Let's not be tolerant of intolerance

Let's not be tolerant of intolerance

January 24, 2011

WE HAVE HEARD too many religious lunatics these days accusing people who don’t agree with them of being “secular fundamentalists”. A “secular fundamentalist” is someone who refuses to bow down in obeisance when faced with the hide-bound, medieval, morally degenerate intolerance of many modern Christian churches.

This is the sort of baseless paradox that the Pope is fond of repeating, with his line about the “tyranny of secularism” preventing all those poor, oppressed Catholic firebrands from exercising their inalienable human right to smite sodomites, adulterers and heretics – a tyranny that prevents them from being tyrannical, no less.

Does tolerance imply that we should be tolerant of intolerance? No it doesn’t and it is puerile sophistry to argue otherwise. We should never, ever lose sight of the fact that even though the churches have now sought to adopt the happy-clappy, touchy-feely twentieth-century vocabulary of sociology, with all its talk about respecting the rights of “faith communities” and promoting “inclusion” and “dialogue”, when they had power they were the first to burn people at the stake. And if they can believe that their God violated all observable physical laws in order to manufacture, murder and resurrect a son who was in fact also God, then they can just as easily believe that someone who disagrees with them has been infected by the devil and needs to be eliminated.     

The thing about Britain, perhaps one of the few great things about Britain, is that it can occasionally elect a progressive government that although disappointing in most respects, is still capable of robust liberal policy that actually leads the way on issues like capital punishment, divorce, abortion, homosexual rights and tolerance in general. And this has led to genuine changes in public opinion, particularly in areas like racism.

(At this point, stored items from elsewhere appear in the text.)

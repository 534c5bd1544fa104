/// Filter controls and bulk actions above the list
use crate::i18n::t;
use crate::item::TypeFilter;
use crate::panel::SelectAllState;
use patternfly_yew::prelude::*;
use web_sys::HtmlInputElement;
use yew::prelude::*;

#[derive(Properties, PartialEq)]
pub struct ToolbarProps {
    pub filter: TypeFilter,
    pub query: String,
    pub select_all: SelectAllState,
    pub selected_count: usize,
    pub on_filter: Callback<TypeFilter>,
    pub on_query: Callback<String>,
    pub on_clear_query: Callback<()>,
    pub on_select_all: Callback<()>,
    pub on_copy_selected: Callback<()>,
    pub on_copy_filtered: Callback<()>,
    pub on_delete_selected: Callback<()>,
}

#[function_component(Toolbar)]
pub fn toolbar(props: &ToolbarProps) -> Html {
    let select_all_ref = use_node_ref();

    // `indeterminate` has no attribute form, set it on the element
    {
        let select_all_ref = select_all_ref.clone();
        use_effect_with(props.select_all, move |state| {
            if let Some(input) = select_all_ref.cast::<HtmlInputElement>() {
                input.set_indeterminate(*state == SelectAllState::Partial);
            }
            || ()
        });
    }

    let on_input = {
        let on_query = props.on_query.clone();
        Callback::from(move |e: InputEvent| {
            if let Some(input) = e.target_dyn_into::<HtmlInputElement>() {
                on_query.emit(input.value());
            }
        })
    };

    let nothing_selected = props.selected_count == 0;
    let select_all_label = match props.select_all {
        SelectAllState::All => t("clearSelection", "Clear selection"),
        _ => t("selectAll", "Select all"),
    };

    html! {
        <div class="toolbar">
            <div class="filter-buttons">
                {for TypeFilter::ALL.iter().map(|filter| {
                    let (key, fallback) = filter.label();
                    let filter = *filter;
                    let variant = if filter == props.filter {
                        ButtonVariant::Primary
                    } else {
                        ButtonVariant::Secondary
                    };
                    html! {
                        <Button {variant} onclick={props.on_filter.reform(move |_: MouseEvent| filter)}>
                            {t(key, fallback)}
                        </Button>
                    }
                })}
            </div>

            <div class="filter-row">
                <input
                    type="text"
                    class="filter-input"
                    placeholder={t("filterPlaceholder", "Filter by URL or keyword")}
                    value={props.query.clone()}
                    oninput={on_input}
                />
                <Button
                    variant={ButtonVariant::Link}
                    disabled={props.query.is_empty()}
                    onclick={props.on_clear_query.reform(|_: MouseEvent| ())}
                >
                    {t("filterClear", "Clear")}
                </Button>
            </div>

            <div class="bulk-row">
                <label class="select-all">
                    <input
                        ref={select_all_ref}
                        type="checkbox"
                        checked={props.select_all == SelectAllState::All}
                        disabled={props.select_all == SelectAllState::Disabled}
                        onchange={props.on_select_all.reform(|_: Event| ())}
                    />
                    {select_all_label}
                </label>
                <Button
                    variant={ButtonVariant::Secondary}
                    disabled={nothing_selected}
                    onclick={props.on_copy_selected.reform(|_: MouseEvent| ())}
                >
                    {t("copySelected", "Copy selected")}
                </Button>
                <Button
                    variant={ButtonVariant::Danger}
                    disabled={nothing_selected}
                    onclick={props.on_delete_selected.reform(|_: MouseEvent| ())}
                >
                    {t("deleteSelected", "Delete selected")}
                </Button>
                <Button
                    variant={ButtonVariant::Secondary}
                    onclick={props.on_copy_filtered.reform(|_: MouseEvent| ())}
                >
                    {t("copyFiltered", "Copy filtered")}
                </Button>
            </div>
        </div>
    }
}
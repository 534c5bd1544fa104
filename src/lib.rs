/// Side Stash - save text, links and images into a side panel
/// Built with Rust + WASM + Yew

pub mod background;
pub mod capture;
pub mod chrome;
pub mod clipboard;
pub mod config;
pub mod error;
pub mod i18n;
pub mod item;
pub mod panel;
pub mod probe;
pub mod render;
pub mod store;
pub mod ui;

use wasm_bindgen::prelude::*;

// Set up panic hook for better error messages in the browser console
#[wasm_bindgen(start)]
pub fn main() {
    console_error_panic_hook::set_once();
    wasm_logger::init(wasm_logger::Config::default());
}

// Background service worker: context menus and captures
#[wasm_bindgen]
pub fn start_background() {
    background::install();
    log::info!("Side Stash background started");
}

// Content script: track the last right-click target
#[wasm_bindgen]
pub fn start_probe() -> Result<(), JsValue> {
    probe::install()
}

// Start the Yew app for the side panel
#[wasm_bindgen]
pub fn start_side_panel() {
    yew::Renderer::<ui::side_panel::SidePanel>::new().render();
}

But there are still a lot of bigots, many of whom cite religion as their reason. They borrow the spanking new language of human rights and tolerance in order to accuse everyone else in the country of the failing to respect their vicious, stupid, irrational beliefs: the “tyranny of secularism” indeed. Being part of a community that has been believing the same old things for a couple of thousand years seems to make them think they can get away with any fetid old diatribe or superstition. Tradition protects a multitude of sins.

Phrases like “secular fundamentalist” and “militant atheist” rankle because they create a misleading moral equivalence between, on the one hand, Osama Bin Laden, and on the other, Richard Dawkins. Were Dawkins to don fatigues and carry sticks of dynamite in his teeth while trying to blow up innocent tourists at Westminster Abbey, the phrasing might be justified. In fact, you never hear Dawkins arguing for the censorship, repression or imprisonment of dissenters, and to suggest otherwise is to descend into the sort of “tyranny of secularism” convolutions that the Pope has recently taken refuge in.

Saying that your religious beliefs entitle you to be intolerant – as those infamous Pentacostal guesthouse owners argued – is tantamount to the Marquis de Sade saying that his inalienable right to “freedom” entitles him to sodomize and brutally murder small children. You have absolutely no right to satisfy every whim that occurs to you, whether it is inspired by the most violent or intolerant parts of the Old Testament or the latest version of Grand Theft Auto. You claim you are seeking equal treatment but in fact you are seeking special treatment – the recognition that your truth is the absolute truth and is therefore absolved from normal morality and manners of discourse. When it comes down to it, therefore, it is actually about power, and your desire to inflict your power on everyone else.